PROBLEM REQUIREMENTS: Where does the string "format" appear? Copy every line of the entries below that holds it.

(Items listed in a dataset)

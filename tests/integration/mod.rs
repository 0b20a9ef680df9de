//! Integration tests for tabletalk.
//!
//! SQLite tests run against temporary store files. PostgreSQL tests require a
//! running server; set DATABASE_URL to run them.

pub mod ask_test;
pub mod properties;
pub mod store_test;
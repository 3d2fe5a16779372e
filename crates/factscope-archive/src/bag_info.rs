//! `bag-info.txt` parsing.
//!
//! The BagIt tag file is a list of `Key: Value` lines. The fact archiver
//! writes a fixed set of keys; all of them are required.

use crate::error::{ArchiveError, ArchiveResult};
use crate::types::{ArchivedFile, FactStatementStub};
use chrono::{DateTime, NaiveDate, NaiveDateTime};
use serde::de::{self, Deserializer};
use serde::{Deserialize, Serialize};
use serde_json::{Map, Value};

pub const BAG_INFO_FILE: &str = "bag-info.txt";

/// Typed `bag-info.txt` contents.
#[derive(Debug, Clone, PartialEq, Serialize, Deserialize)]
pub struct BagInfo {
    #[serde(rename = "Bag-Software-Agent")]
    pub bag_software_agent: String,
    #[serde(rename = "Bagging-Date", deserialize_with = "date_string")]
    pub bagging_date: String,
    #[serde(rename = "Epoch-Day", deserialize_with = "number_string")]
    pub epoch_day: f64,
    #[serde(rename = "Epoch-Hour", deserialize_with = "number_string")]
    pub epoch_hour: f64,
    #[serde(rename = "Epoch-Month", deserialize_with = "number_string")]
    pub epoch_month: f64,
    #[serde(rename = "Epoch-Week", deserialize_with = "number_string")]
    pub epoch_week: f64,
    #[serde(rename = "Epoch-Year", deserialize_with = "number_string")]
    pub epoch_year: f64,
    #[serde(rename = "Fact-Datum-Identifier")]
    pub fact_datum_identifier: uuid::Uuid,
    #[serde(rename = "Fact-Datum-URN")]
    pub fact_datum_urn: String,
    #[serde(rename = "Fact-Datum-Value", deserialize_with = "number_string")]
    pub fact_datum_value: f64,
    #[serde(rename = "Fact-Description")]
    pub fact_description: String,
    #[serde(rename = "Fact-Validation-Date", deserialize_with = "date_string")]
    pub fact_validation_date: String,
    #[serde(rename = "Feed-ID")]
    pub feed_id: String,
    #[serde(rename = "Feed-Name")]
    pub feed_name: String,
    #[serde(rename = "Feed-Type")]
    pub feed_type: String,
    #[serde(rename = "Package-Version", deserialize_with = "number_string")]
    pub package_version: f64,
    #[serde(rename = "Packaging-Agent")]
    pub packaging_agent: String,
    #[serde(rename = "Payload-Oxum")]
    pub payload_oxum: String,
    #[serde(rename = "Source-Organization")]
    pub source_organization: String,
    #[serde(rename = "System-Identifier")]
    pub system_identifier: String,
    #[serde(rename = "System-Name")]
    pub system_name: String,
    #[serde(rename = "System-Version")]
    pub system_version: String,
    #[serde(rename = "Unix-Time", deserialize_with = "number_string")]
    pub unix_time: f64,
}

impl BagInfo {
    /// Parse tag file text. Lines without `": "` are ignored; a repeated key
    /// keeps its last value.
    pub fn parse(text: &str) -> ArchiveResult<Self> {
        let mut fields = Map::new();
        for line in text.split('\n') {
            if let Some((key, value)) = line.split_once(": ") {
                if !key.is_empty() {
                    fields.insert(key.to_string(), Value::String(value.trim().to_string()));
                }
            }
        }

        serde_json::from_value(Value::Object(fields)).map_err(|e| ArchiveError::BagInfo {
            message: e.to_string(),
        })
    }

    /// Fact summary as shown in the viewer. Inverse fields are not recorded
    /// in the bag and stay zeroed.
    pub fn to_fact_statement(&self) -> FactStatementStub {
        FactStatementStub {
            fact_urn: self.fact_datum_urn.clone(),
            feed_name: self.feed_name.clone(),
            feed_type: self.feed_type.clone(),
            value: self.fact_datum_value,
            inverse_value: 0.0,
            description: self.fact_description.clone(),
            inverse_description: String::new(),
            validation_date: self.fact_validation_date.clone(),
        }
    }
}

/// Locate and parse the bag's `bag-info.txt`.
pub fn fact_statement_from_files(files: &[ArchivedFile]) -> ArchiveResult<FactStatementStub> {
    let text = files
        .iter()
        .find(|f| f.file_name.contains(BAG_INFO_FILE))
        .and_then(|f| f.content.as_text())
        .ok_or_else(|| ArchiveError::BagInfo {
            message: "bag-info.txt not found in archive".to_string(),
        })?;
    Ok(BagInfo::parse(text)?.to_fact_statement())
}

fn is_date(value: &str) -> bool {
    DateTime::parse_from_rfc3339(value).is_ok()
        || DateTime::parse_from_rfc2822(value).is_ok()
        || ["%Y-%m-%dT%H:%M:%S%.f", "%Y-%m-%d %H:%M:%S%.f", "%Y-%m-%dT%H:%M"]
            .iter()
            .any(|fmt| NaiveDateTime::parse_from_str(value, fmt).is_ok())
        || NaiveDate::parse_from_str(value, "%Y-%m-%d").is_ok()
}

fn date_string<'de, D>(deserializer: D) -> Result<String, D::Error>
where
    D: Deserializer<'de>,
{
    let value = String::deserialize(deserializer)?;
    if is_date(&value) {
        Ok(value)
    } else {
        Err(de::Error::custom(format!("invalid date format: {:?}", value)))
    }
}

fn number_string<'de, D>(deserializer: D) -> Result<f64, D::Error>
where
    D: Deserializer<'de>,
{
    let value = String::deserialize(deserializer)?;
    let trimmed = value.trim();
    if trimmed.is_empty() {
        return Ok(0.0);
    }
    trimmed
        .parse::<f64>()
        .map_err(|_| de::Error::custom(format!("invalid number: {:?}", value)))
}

RESULT OF THIS TASK:
        Err(de::Error::custom(format!("invalid date format: {:?}", value)))
        .map_err(|_| de::Error::custom(format!("invalid number: {:?}", value)))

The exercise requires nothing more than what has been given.